Valuations are now down across the start-up spectrum, with later-stage companies being hit the hardest.

Local VC funds have devalued Canva by 36 percent, while major US investor T. Rowe Price has been more aggressive, devaluing its value by a total of 44 percent.

Despite this, many companies have still been able to restock at higher or flat prices, with growth matching or more than offsetting market movements.

In May, Shippit tripled its rating, Unicorn Go1 propelled to a $2 billion (US$3 billion) valuation, and in October Airwallex raised an additional $100 million and maintained its previous valuation of $5.5 billion.

Consequently, the Herbert Smith Freehills survey found that 85 per cent of Australian early-stage founders are confident their next round will have a higher rating.

Herbert Smith Freehills partner and co-head of local venture capital practice, Clayton James, said there have been very few downside rounds in 2022, but this is partly due to the high volume of bridging rounds.

“Bridging isn’t just disastrous emergency funding, it’s investors that are propping up the company and giving the founders a little space by empowering them,” he said.

“But founders are naturally optimistic people, many are young, and they’re not burned out [market] cycles before.

“You can only do so many bridging laps.
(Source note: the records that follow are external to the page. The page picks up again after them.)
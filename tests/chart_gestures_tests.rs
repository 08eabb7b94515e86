use glam::DVec2;
use gpui_line_chart::chart_gestures::{ChartGestureAction, ChartGestureState, ChartGestures};
use gpui_line_chart::gesture::{InputEvent, InputKind, Touch};
use gpui_line_chart::{ChartLayout, ChartTheme};
use std::rc::Rc;

const CHART: u64 = 1;
const ORIGIN: DVec2 = DVec2::new(100.0, 50.0);

// Default theme on a 400x300 container: the map spans x 12..388 and y 259..299.
fn gestures() -> ChartGestures {
    let mut gestures = ChartGestures::new(
        CHART,
        Rc::new(ChartTheme::default()),
        ChartGestureState {
            map_selector_start: 0.5,
            map_selector_end: 0.75,
        },
    );
    gestures.set_bounds(ORIGIN, ChartLayout::new(400.0, 300.0, 1.0));
    gestures
}

fn at(x: f64, y: f64) -> DVec2 {
    ORIGIN + DVec2::new(x, y)
}

fn on_chart(kind: InputKind) -> InputEvent {
    InputEvent::on_element(CHART, kind)
}

#[test]
fn test_drag_selection_start() {
    let mut gestures = gestures();
    let (actions, _) = gestures.handle_event(&on_chart(InputKind::MouseDown(at(185.0, 270.0))));
    assert!(actions.is_empty());
    assert!(gestures.is_dragging());

    let (actions, _) = gestures.handle_event(&InputEvent::on_window(InputKind::MouseMove(at(205.0, 320.0))));
    // The grip was grabbed 15px left of the boundary
    assert_eq!(actions, vec![ChartGestureAction::MapSelectorStart(208.0 / 376.0)]);

    gestures.handle_event(&InputEvent::on_window(InputKind::MouseUp(at(205.0, 320.0))));
    assert!(!gestures.is_dragging());
    let (actions, _) = gestures.handle_event(&InputEvent::on_window(InputKind::MouseMove(at(250.0, 320.0))));
    assert!(actions.is_empty());
}

#[test]
fn test_drag_selection_middle() {
    let mut gestures = gestures();
    gestures.handle_event(&on_chart(InputKind::MouseDown(at(250.0, 270.0))));
    let (actions, _) = gestures.handle_event(&on_chart(InputKind::MouseMove(at(260.0, 280.0))));
    assert!(actions.contains(&ChartGestureAction::MapSelectorMiddle(245.0 / 376.0)));
}

#[test]
fn test_drag_selection_end() {
    let mut gestures = gestures();
    gestures.handle_event(&on_chart(InputKind::MouseDown(at(300.0, 270.0))));
    let (actions, _) = gestures.handle_event(&InputEvent::on_window(InputKind::MouseMove(at(100.0, 270.0))));
    assert_eq!(actions, vec![ChartGestureAction::MapSelectorEnd(82.0 / 376.0)]);
}

#[test]
fn test_press_outside_the_map_starts_nothing() {
    let mut gestures = gestures();
    gestures.handle_event(&on_chart(InputKind::MouseDown(at(50.0, 270.0))));
    gestures.handle_event(&on_chart(InputKind::MouseDown(at(250.0, 100.0))));
    assert!(!gestures.is_dragging());
}

#[test]
fn test_touch_drag_prevents_default() {
    let mut gestures = gestures();
    let start = at(190.0, 270.0);
    let (_, response) =
        gestures.handle_event(&on_chart(InputKind::TouchStart(vec![Touch::new(4, start.x, start.y)])));
    assert!(response.prevent_default);

    let moved = at(150.0, 270.0);
    let (actions, _) =
        gestures.handle_event(&on_chart(InputKind::TouchMove(vec![Touch::new(4, moved.x, moved.y)])));
    assert_eq!(actions, vec![ChartGestureAction::MapSelectorStart(148.0 / 376.0)]);
}

#[test]
fn test_hover_reports_details_position() {
    let mut gestures = gestures();
    let (actions, _) = gestures.handle_event(&on_chart(InputKind::MouseMove(at(200.0, 100.0))));
    assert_eq!(actions, vec![ChartGestureAction::DetailsPosition(Some(188.0 / 376.0))]);

    let (actions, _) = gestures.handle_event(&on_chart(InputKind::MouseLeave(at(200.0, 100.0))));
    assert_eq!(actions, vec![ChartGestureAction::DetailsPosition(None)]);
}

#[test]
fn test_hover_ends_below_the_lines() {
    let mut gestures = gestures();
    gestures.handle_event(&on_chart(InputKind::MouseMove(at(200.0, 100.0))));
    let (actions, _) = gestures.handle_event(&on_chart(InputKind::MouseMove(at(200.0, 280.0))));
    assert_eq!(actions, vec![ChartGestureAction::DetailsPosition(None)]);
}

#[test]
fn test_destroyed_gestures_ignore_events() {
    let mut gestures = gestures();
    gestures.handle_event(&on_chart(InputKind::MouseDown(at(185.0, 270.0))));
    gestures.destroy();
    assert!(!gestures.is_dragging());
    let (actions, _) = gestures.handle_event(&on_chart(InputKind::MouseMove(at(200.0, 100.0))));
    assert!(actions.is_empty());
}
If you jump over too often, your calculations can end up with strange and unexpected results… You don’t want to suddenly do the conversions and find that you’ve given away more about your business than you think.”

According to the latest figures from Cut Through Venture, investments in local start-ups are still consistently below the 2021 level, but significantly exceed the investment level of 2020.

While most local VCs are saying that 2021 was the year of the runaway and 2022 should be seen as a return to more normal investing conditions, founders in Australia, the US and around the world are still grappling with the aftermath of the 2021 runaway.

While revenue growth used to be the preferred metric for startup investors, the HSF survey found that 72 percent of founders believed market conditions needed them to become profitable faster.

Less competition

A positive for local VC funds – but not necessarily start-ups – in the global slowdown has been reduced competition from US investment firms keen to tap Australia’s booming start-up sector.

US VC firms have been particularly aggressive in US investing in 2021, leading some ask if local companies would fight to compete.

HSF partner and co-head of the venture practice, Elizabeth Henderson, said international funds have been less active in Australia this year.

“One thing that was unusual in 2021 and 2020 was the number of US funds that got into the first round of pricing. A few years ago, they tended to wait,” she said.

Blackbird’s Rick Baker said while his firm co-invested with US funds, it put his firm and other Australian investors in a stronger position after some pulled out.

“What’s happened with COVID is that the US VCs in particular have learned how to close deals via Zoom, whereas before they felt like they had to fly here and meet founders in person,” he said.

“In 2021 they all started chasing via Zoom and we had to play that game and make really quick decisions. I think we lined up well here and competed very well, but we had to match higher priced term sheets due to competition.

“What we have seen this year is that many of these US VC firms have retreated to their home market. The U.S. market was so hot in 2021 that these investors were looking elsewhere, but that competition has now significantly decreased and they are now fully occupied looking back at just their home markets.”